Process Post: Knowing Ourselves, Using Our Whole Brains, and Eating Wisely

For those attuned to educational discussions, I am stating the obvious to say that schools face a multitude of change factors and a high degree of transformational influence. Perhaps because of a hard-to-recipe blend of world and environmental change, traditions and habits of schooling, and a unique situation of “client-empathy delay” (parents understandably have a movie in their minds about what “school” is), many schools face at least three fundamental issues:

  1. Organizational confusion
  2. Operational inertia
  3. Opportunity overload

[With all the alphabet soup out there, I am tempted to call these the 3 O’s! If I imagine those three O’s as intersecting fields of a Venn diagram, a school can really feel in a hole as it wrestles and struggles with all three issues simultaneously.]
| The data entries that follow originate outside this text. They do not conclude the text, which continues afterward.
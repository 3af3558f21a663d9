//! Business documents persisted through the secure store.
//!
//! Every struct defaults missing fields and keeps unknown ones in `extra`, so
//! files written by older or newer builds load without a migration step.

use serde::de::DeserializeOwned;
use serde::{Deserialize, Serialize};
use serde_json::{Map, Value};
use std::fmt;

pub const DOCUMENT_EXTENSION: &str = "dat";

#[derive(Debug, Clone, Copy, PartialEq, Eq, Hash, Serialize, Deserialize)]
#[serde(rename_all = "lowercase")]
pub enum DocumentKind {
    Habitantes,
    Cooperaciones,
    Faenas,
    Perfiles,
}

impl DocumentKind {
    pub const ALL: [DocumentKind; 4] = [
        DocumentKind::Habitantes,
        DocumentKind::Cooperaciones,
        DocumentKind::Faenas,
        DocumentKind::Perfiles,
    ];

    pub fn name(self) -> &'static str {
        match self {
            DocumentKind::Habitantes => "habitantes",
            DocumentKind::Cooperaciones => "cooperaciones",
            DocumentKind::Faenas => "faenas",
            DocumentKind::Perfiles => "perfiles",
        }
    }

    pub fn file_name(self) -> String {
        format!("{}.{}", self.name(), DOCUMENT_EXTENSION)
    }

    pub fn parse(name: &str) -> Option<Self> {
        let name = name.trim().trim_end_matches(".dat");
        Self::ALL.into_iter().find(|kind| kind.name() == name)
    }
}

impl fmt::Display for DocumentKind {
    fn fmt(&self, f: &mut fmt::Formatter<'_>) -> fmt::Result {
        f.write_str(self.name())
    }
}

/// A typed payload stored as one encrypted document.
pub trait Document: Serialize + DeserializeOwned + Default + Send + Sync + 'static {
    const KIND: DocumentKind;
}

#[derive(Debug, Clone, PartialEq, Serialize, Deserialize)]
#[serde(default)]
pub struct Inhabitant {
    pub folio: String,
    pub nombre: String,
    pub fecha_registro: Option<String>,
    pub activo: bool,
    pub notas: String,
    #[serde(flatten)]
    pub extra: Map<String, Value>,
}

impl Default for Inhabitant {
    fn default() -> Self {
        Self {
            folio: String::new(),
            nombre: String::new(),
            fecha_registro: None,
            activo: true,
            notas: String::new(),
            extra: Map::new(),
        }
    }
}

#[derive(Debug, Clone, Default, PartialEq, Serialize, Deserialize)]
#[serde(default)]
pub struct InhabitantsDocument {
    pub habitantes: Vec<Inhabitant>,
    #[serde(flatten)]
    pub extra: Map<String, Value>,
}

impl Document for InhabitantsDocument {
    const KIND: DocumentKind = DocumentKind::Habitantes;
}

impl InhabitantsDocument {
    pub fn find(&self, folio: &str) -> Option<&Inhabitant> {
        self.habitantes.iter().find(|h| h.folio == folio)
    }

    pub fn folios(&self) -> impl Iterator<Item = &str> {
        self.habitantes.iter().map(|h| h.folio.as_str())
    }
}

#[derive(Debug, Clone, Default, PartialEq, Serialize, Deserialize)]
#[serde(default)]
pub struct Payment {
    pub folio: String,
    pub monto: f64,
    pub fecha: Option<String>,
    #[serde(flatten)]
    pub extra: Map<String, Value>,
}

#[derive(Debug, Clone, Default, PartialEq, Serialize, Deserialize)]
#[serde(default)]
pub struct Cooperation {
    pub id: String,
    pub nombre: String,
    pub monto_por_persona: f64,
    pub activa: bool,
    pub pagos: Vec<Payment>,
    #[serde(flatten)]
    pub extra: Map<String, Value>,
}

impl Cooperation {
    pub fn paid_by(&self, folio: &str) -> f64 {
        self.pagos
            .iter()
            .filter(|p| p.folio == folio)
            .map(|p| p.monto)
            .sum()
    }

    pub fn pending_for(&self, folio: &str) -> f64 {
        (self.monto_por_persona - self.paid_by(folio)).max(0.0)
    }
}

#[derive(Debug, Clone, Default, PartialEq, Serialize, Deserialize)]
#[serde(default)]
pub struct CooperationsDocument {
    pub cooperaciones: Vec<Cooperation>,
    pub cooperacion_activa: Option<String>,
    #[serde(flatten)]
    pub extra: Map<String, Value>,
}

impl Document for CooperationsDocument {
    const KIND: DocumentKind = DocumentKind::Cooperaciones;
}

impl CooperationsDocument {
    pub fn active(&self) -> Option<&Cooperation> {
        let id = self.cooperacion_activa.as_deref()?;
        self.cooperaciones.iter().find(|c| c.id == id)
    }
}

#[derive(Debug, Clone, Default, PartialEq, Serialize, Deserialize)]
#[serde(default)]
pub struct Faena {
    pub id: String,
    pub nombre: String,
    pub fecha: Option<String>,
    pub peso: f64,
    pub participantes: Vec<String>,
    #[serde(flatten)]
    pub extra: Map<String, Value>,
}

#[derive(Debug, Clone, Default, PartialEq, Serialize, Deserialize)]
#[serde(default)]
pub struct FaenasDocument {
    pub faenas: Vec<Faena>,
    #[serde(flatten)]
    pub extra: Map<String, Value>,
}

impl Document for FaenasDocument {
    const KIND: DocumentKind = DocumentKind::Faenas;
}

impl FaenasDocument {
    /// Sum of faena weights a person took part in.
    pub fn points_for(&self, folio: &str) -> f64 {
        self.faenas
            .iter()
            .filter(|f| f.participantes.iter().any(|p| p == folio))
            .map(|f| f.peso)
            .sum()
    }
}

#[derive(Debug, Clone, PartialEq, Serialize, Deserialize)]
#[serde(default)]
pub struct Profile {
    pub usuario: String,
    pub nombre: String,
    pub rol: String,
    pub activo: bool,
    #[serde(flatten)]
    pub extra: Map<String, Value>,
}

impl Default for Profile {
    fn default() -> Self {
        Self {
            usuario: String::new(),
            nombre: String::new(),
            rol: String::new(),
            activo: true,
            extra: Map::new(),
        }
    }
}

#[derive(Debug, Clone, Default, PartialEq, Serialize, Deserialize)]
#[serde(default)]
pub struct ProfilesDocument {
    pub perfiles: Vec<Profile>,
    #[serde(flatten)]
    pub extra: Map<String, Value>,
}

impl Document for ProfilesDocument {
    const KIND: DocumentKind = DocumentKind::Perfiles;
}
//! Append-only audit trail of document mutations.
//!
//! Entries live in memory for the whole session; after every append the most
//! recent `cap` entries are written as one plain JSON array. Older entries are
//! dropped from the file, not archived. A failed write is logged and never
//! reaches the operation being audited.

use crate::atomic;
use crate::error::AuditError;
use chrono::{DateTime, Local, NaiveDate, NaiveDateTime};
use parking_lot::Mutex;
use serde::{Deserialize, Deserializer, Serialize, Serializer};
use serde_json::Value;
use std::collections::BTreeMap;
use std::fmt;
use std::fs;
use std::io;
use std::path::{Path, PathBuf};
use tracing::{debug, warn};

pub use crate::config::DEFAULT_AUDIT_CAP;

/// Kind of mutation. Serialized as its Spanish label; labels written by
/// other tools are carried through as [`AuditAction::Other`].
#[derive(Debug, Clone, PartialEq, Eq, Hash, PartialOrd, Ord)]
pub enum AuditAction {
    Create,
    Update,
    Delete,
    Restore,
    Export,
    Other(String),
}

impl AuditAction {
    const KNOWN: [AuditAction; 5] = [
        AuditAction::Create,
        AuditAction::Update,
        AuditAction::Delete,
        AuditAction::Restore,
        AuditAction::Export,
    ];

    pub fn as_str(&self) -> &str {
        match self {
            AuditAction::Create => "crear",
            AuditAction::Update => "modificar",
            AuditAction::Delete => "eliminar",
            AuditAction::Restore => "restaurar",
            AuditAction::Export => "exportar",
            AuditAction::Other(label) => label,
        }
    }

    pub fn parse(value: &str) -> Self {
        Self::KNOWN
            .into_iter()
            .find(|a| a.as_str() == value)
            .unwrap_or_else(|| AuditAction::Other(value.to_string()))
    }
}

impl Serialize for AuditAction {
    fn serialize<S: Serializer>(&self, serializer: S) -> Result<S::Ok, S::Error> {
        serializer.serialize_str(self.as_str())
    }
}

impl<'de> Deserialize<'de> for AuditAction {
    fn deserialize<D: Deserializer<'de>>(deserializer: D) -> Result<Self, D::Error> {
        let label = String::deserialize(deserializer)?;
        Ok(AuditAction::parse(&label))
    }
}

impl fmt::Display for AuditAction {
    fn fmt(&self, f: &mut fmt::Formatter<'_>) -> fmt::Result {
        f.write_str(self.as_str())
    }
}

#[derive(Debug, Clone, PartialEq, Serialize, Deserialize)]
pub struct FieldChange {
    pub anterior: Value,
    pub nuevo: Value,
}

pub type FieldChanges = BTreeMap<String, FieldChange>;

#[derive(Debug, Clone, PartialEq, Serialize, Deserialize)]
pub struct AuditEntry {
    pub id: u64,
    #[serde(deserialize_with = "local_timestamp")]
    pub timestamp: DateTime<Local>,
    pub fecha: String,
    pub hora: String,
    pub tipo: AuditAction,
    pub entidad: String,
    pub id_entidad: String,
    pub usuario: String,
    #[serde(default)]
    pub cambios: FieldChanges,
}

/// A mutation to be recorded; the trail assigns id and timestamp.
#[derive(Debug, Clone)]
pub struct AuditEvent {
    pub action: AuditAction,
    pub entity_kind: String,
    pub entity_id: String,
    pub changes: FieldChanges,
    pub actor: String,
}

impl AuditEvent {
    pub fn new(
        action: AuditAction,
        entity_kind: impl Into<String>,
        entity_id: impl Into<String>,
        actor: impl Into<String>,
    ) -> Self {
        Self {
            action,
            entity_kind: entity_kind.into(),
            entity_id: entity_id.into(),
            changes: FieldChanges::new(),
            actor: actor.into(),
        }
    }

    pub fn with_changes(mut self, changes: FieldChanges) -> Self {
        self.changes = changes;
        self
    }
}

#[derive(Debug, Clone, Default, PartialEq, Serialize)]
pub struct AuditStatistics {
    pub total: usize,
    pub por_tipo: BTreeMap<String, usize>,
    pub por_entidad: BTreeMap<String, usize>,
    pub por_usuario: BTreeMap<String, usize>,
    pub primera: Option<DateTime<Local>>,
    pub ultima: Option<DateTime<Local>>,
}

struct AuditState {
    /// Decoded entries, ordered by id; what queries see.
    entries: Vec<AuditEntry>,
    /// Everything the log file holds, in file order. Entries read from disk
    /// stay verbatim, including ones that did not decode.
    records: Vec<Value>,
    next_id: u64,
}

pub struct AuditTrail {
    path: PathBuf,
    cap: usize,
    state: Mutex<AuditState>,
}

impl AuditTrail {
    /// Load the persisted tail (if any) and continue its id sequence.
    pub fn open(path: impl Into<PathBuf>, cap: usize) -> Result<Self, AuditError> {
        let path = path.into();
        let records = load_records(&path)?;
        let entries = decode_records(&records);
        let next_id = records
            .iter()
            .filter_map(|r| r.get("id").and_then(Value::as_u64))
            .chain(entries.iter().map(|e| e.id))
            .max()
            .unwrap_or(0)
            + 1;
        debug!(
            path = %path.display(),
            entries = entries.len(),
            undecoded = records.len() - entries.len(),
            "audit trail opened"
        );
        Ok(Self {
            path,
            cap: cap.max(1),
            state: Mutex::new(AuditState {
                entries,
                records,
                next_id,
            }),
        })
    }

    pub fn path(&self) -> &Path {
        &self.path
    }

    pub fn len(&self) -> usize {
        self.state.lock().entries.len()
    }

    pub fn is_empty(&self) -> bool {
        self.len() == 0
    }

    pub fn append(
        &self,
        action: AuditAction,
        entity_kind: &str,
        entity_id: &str,
        changes: FieldChanges,
        actor: &str,
    ) -> AuditEntry {
        let event = AuditEvent::new(action, entity_kind, entity_id, actor).with_changes(changes);
        let mut state = self.state.lock();
        let entry = push_entry(&mut state, event);
        self.persist(&state);
        entry
    }

    /// Append several events with a single write of the log file.
    pub fn append_all(&self, events: impl IntoIterator<Item = AuditEvent>) -> Vec<AuditEntry> {
        let mut state = self.state.lock();
        let appended: Vec<AuditEntry> = events
            .into_iter()
            .map(|event| push_entry(&mut state, event))
            .collect();
        if !appended.is_empty() {
            self.persist(&state);
        }
        appended
    }

    pub fn record_create(
        &self,
        entity_kind: &str,
        entity_id: &str,
        fields: &Value,
        actor: &str,
    ) -> AuditEntry {
        let changes = field_map(fields)
            .map(|(k, v)| (k, FieldChange { anterior: Value::Null, nuevo: v }))
            .collect();
        self.append(AuditAction::Create, entity_kind, entity_id, changes, actor)
    }

    pub fn record_delete(
        &self,
        entity_kind: &str,
        entity_id: &str,
        fields: &Value,
        actor: &str,
    ) -> AuditEntry {
        let changes = field_map(fields)
            .map(|(k, v)| (k, FieldChange { anterior: v, nuevo: Value::Null }))
            .collect();
        self.append(AuditAction::Delete, entity_kind, entity_id, changes, actor)
    }

    /// Record only the fields that differ. Returns `None` when nothing changed.
    pub fn record_update(
        &self,
        entity_kind: &str,
        entity_id: &str,
        before: &Value,
        after: &Value,
        actor: &str,
    ) -> Option<AuditEntry> {
        let changes = diff_fields(before, after);
        if changes.is_empty() {
            return None;
        }
        Some(self.append(AuditAction::Update, entity_kind, entity_id, changes, actor))
    }

    pub fn by_entity(&self, entity_kind: &str, entity_id: &str) -> Vec<AuditEntry> {
        self.filter(|e| e.entidad == entity_kind && e.id_entidad == entity_id)
    }

    pub fn by_actor(&self, actor: &str) -> Vec<AuditEntry> {
        self.filter(|e| e.usuario == actor)
    }

    pub fn by_action(&self, action: AuditAction) -> Vec<AuditEntry> {
        self.filter(|e| e.tipo == action)
    }

    /// Entries whose local date falls within `[from, to]`.
    pub fn between(&self, from: NaiveDate, to: NaiveDate) -> Vec<AuditEntry> {
        self.filter(|e| {
            let day = e.timestamp.date_naive();
            day >= from && day <= to
        })
    }

    /// The `n` newest entries, newest first.
    pub fn recent(&self, n: usize) -> Vec<AuditEntry> {
        let state = self.state.lock();
        state.entries.iter().rev().take(n).cloned().collect()
    }

    pub fn compute_statistics(&self) -> AuditStatistics {
        let state = self.state.lock();
        let mut stats = AuditStatistics {
            total: state.entries.len(),
            ..Default::default()
        };
        for entry in &state.entries {
            *stats.por_tipo.entry(entry.tipo.to_string()).or_default() += 1;
            *stats.por_entidad.entry(entry.entidad.clone()).or_default() += 1;
            *stats.por_usuario.entry(entry.usuario.clone()).or_default() += 1;
        }
        stats.primera = state.entries.iter().map(|e| e.timestamp).min();
        stats.ultima = state.entries.iter().map(|e| e.timestamp).max();
        stats
    }

    /// Write every in-memory record (not only the capped tail) to `path`.
    pub fn export_all(&self, path: &Path) -> Result<usize, AuditError> {
        let state = self.state.lock();
        let json = serde_json::to_vec_pretty(&state.records)?;
        atomic::write_atomic(path, &json).map_err(|source| AuditError::Io {
            path: path.to_path_buf(),
            source,
        })?;
        Ok(state.records.len())
    }

    fn filter(&self, keep: impl Fn(&AuditEntry) -> bool) -> Vec<AuditEntry> {
        let state = self.state.lock();
        state.entries.iter().filter(|e| keep(e)).cloned().collect()
    }

    fn persist(&self, state: &AuditState) {
        let start = state.records.len().saturating_sub(self.cap);
        let result = serde_json::to_vec_pretty(&state.records[start..])
            .map_err(AuditError::from)
            .and_then(|json| {
                atomic::write_atomic(&self.path, &json).map_err(|source| AuditError::Io {
                    path: self.path.clone(),
                    source,
                })
            });
        if let Err(e) = result {
            warn!("audit entry kept in memory only: {e}");
        }
    }
}

fn push_entry(state: &mut AuditState, event: AuditEvent) -> AuditEntry {
    let now = Local::now();
    let entry = AuditEntry {
        id: state.next_id,
        timestamp: now,
        fecha: now.format("%Y-%m-%d").to_string(),
        hora: now.format("%H:%M:%S").to_string(),
        tipo: event.action,
        entidad: event.entity_kind,
        id_entidad: event.entity_id,
        usuario: event.actor,
        cambios: event.changes,
    };
    state.next_id += 1;
    match serde_json::to_value(&entry) {
        Ok(record) => state.records.push(record),
        Err(e) => warn!(id = entry.id, "audit entry kept in memory only: {e}"),
    }
    state.entries.push(entry.clone());
    entry
}

fn load_records(path: &Path) -> Result<Vec<Value>, AuditError> {
    let bytes = match fs::read(path) {
        Ok(bytes) => bytes,
        Err(e) if e.kind() == io::ErrorKind::NotFound => return Ok(vec![]),
        Err(source) => {
            return Err(AuditError::Io {
                path: path.to_path_buf(),
                source,
            })
        }
    };
    match serde_json::from_slice(&bytes) {
        Ok(records) => Ok(records),
        Err(e) => {
            warn!(path = %path.display(), "audit log unreadable, starting a new one: {e}");
            atomic::copy_aside(path, "corrupto");
            Ok(vec![])
        }
    }
}

fn decode_records(records: &[Value]) -> Vec<AuditEntry> {
    let mut entries: Vec<AuditEntry> = records
        .iter()
        .filter_map(|record| match AuditEntry::deserialize(record) {
            Ok(entry) => Some(entry),
            Err(e) => {
                warn!("audit entry kept on disk but not queryable: {e}");
                None
            }
        })
        .collect();
    entries.sort_by_key(|e| e.id);
    entries
}

/// RFC 3339 timestamps, or naive ones taken as local time.
fn local_timestamp<'de, D: Deserializer<'de>>(deserializer: D) -> Result<DateTime<Local>, D::Error> {
    let text = String::deserialize(deserializer)?;
    if let Ok(stamp) = DateTime::parse_from_rfc3339(&text) {
        return Ok(stamp.with_timezone(&Local));
    }
    NaiveDateTime::parse_from_str(&text, "%Y-%m-%dT%H:%M:%S%.f")
        .ok()
        .and_then(|naive| naive.and_local_timezone(Local).earliest())
        .ok_or_else(|| serde::de::Error::custom(format!("invalid timestamp {text:?}")))
}

fn field_map(fields: &Value) -> Box<dyn Iterator<Item = (String, Value)> + '_> {
    match fields {
        Value::Object(map) => Box::new(map.iter().map(|(k, v)| (k.clone(), v.clone()))),
        Value::Null => Box::new(std::iter::empty()),
        other => Box::new(std::iter::once(("valor".to_string(), other.clone()))),
    }
}

/// Field-level diff of two JSON objects; non-objects compare as one field.
pub fn diff_fields(before: &Value, after: &Value) -> FieldChanges {
    let mut changes = FieldChanges::new();
    match (before, after) {
        (Value::Object(old), Value::Object(new)) => {
            for (key, old_value) in old {
                let new_value = new.get(key).cloned().unwrap_or(Value::Null);
                if *old_value != new_value {
                    changes.insert(
                        key.clone(),
                        FieldChange {
                            anterior: old_value.clone(),
                            nuevo: new_value,
                        },
                    );
                }
            }
            for (key, new_value) in new {
                if !old.contains_key(key) {
                    changes.insert(
                        key.clone(),
                        FieldChange {
                            anterior: Value::Null,
                            nuevo: new_value.clone(),
                        },
                    );
                }
            }
        }
        (old, new) if old != new => {
            changes.insert(
                "valor".to_string(),
                FieldChange {
                    anterior: old.clone(),
                    nuevo: new.clone(),
                },
            );
        }
        _ => {}
    }
    changes
}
To maximize future potential, I believe schools can do a better job of focusing on three inter-related and continuously evolving processes:

  1. Know who you are and who you want to become. I would be very skeptical of the builder who gathered materials and began constructing without blueprints, engineering specs, and even scale models. Yet, as a school leader, I often behaved this way. “Let’s adopt more formative assessment.” “We should be using more PBL.” “Let’s switch computer platforms.” While there is nothing wrong with those sub-decisions, they are better made in a system of wholeness and self-knowledge.
    .
    Inspired by designer Nicholas Felton, Todd Silverstein, who has started Vizify, describes a zooming out so that one can see more of the whole system. Recently, he told Fast Company, “They’re starting with the parts, and we’re starting with the whole and illustrating parts where it makes sense.” (Kessler, “Vizify Turns Your Social Network Into an Infographic about Your Life“) Regardless of your views on social media, there is much wisdom in this quote about understanding the whole in order to make the best decisions about the parts.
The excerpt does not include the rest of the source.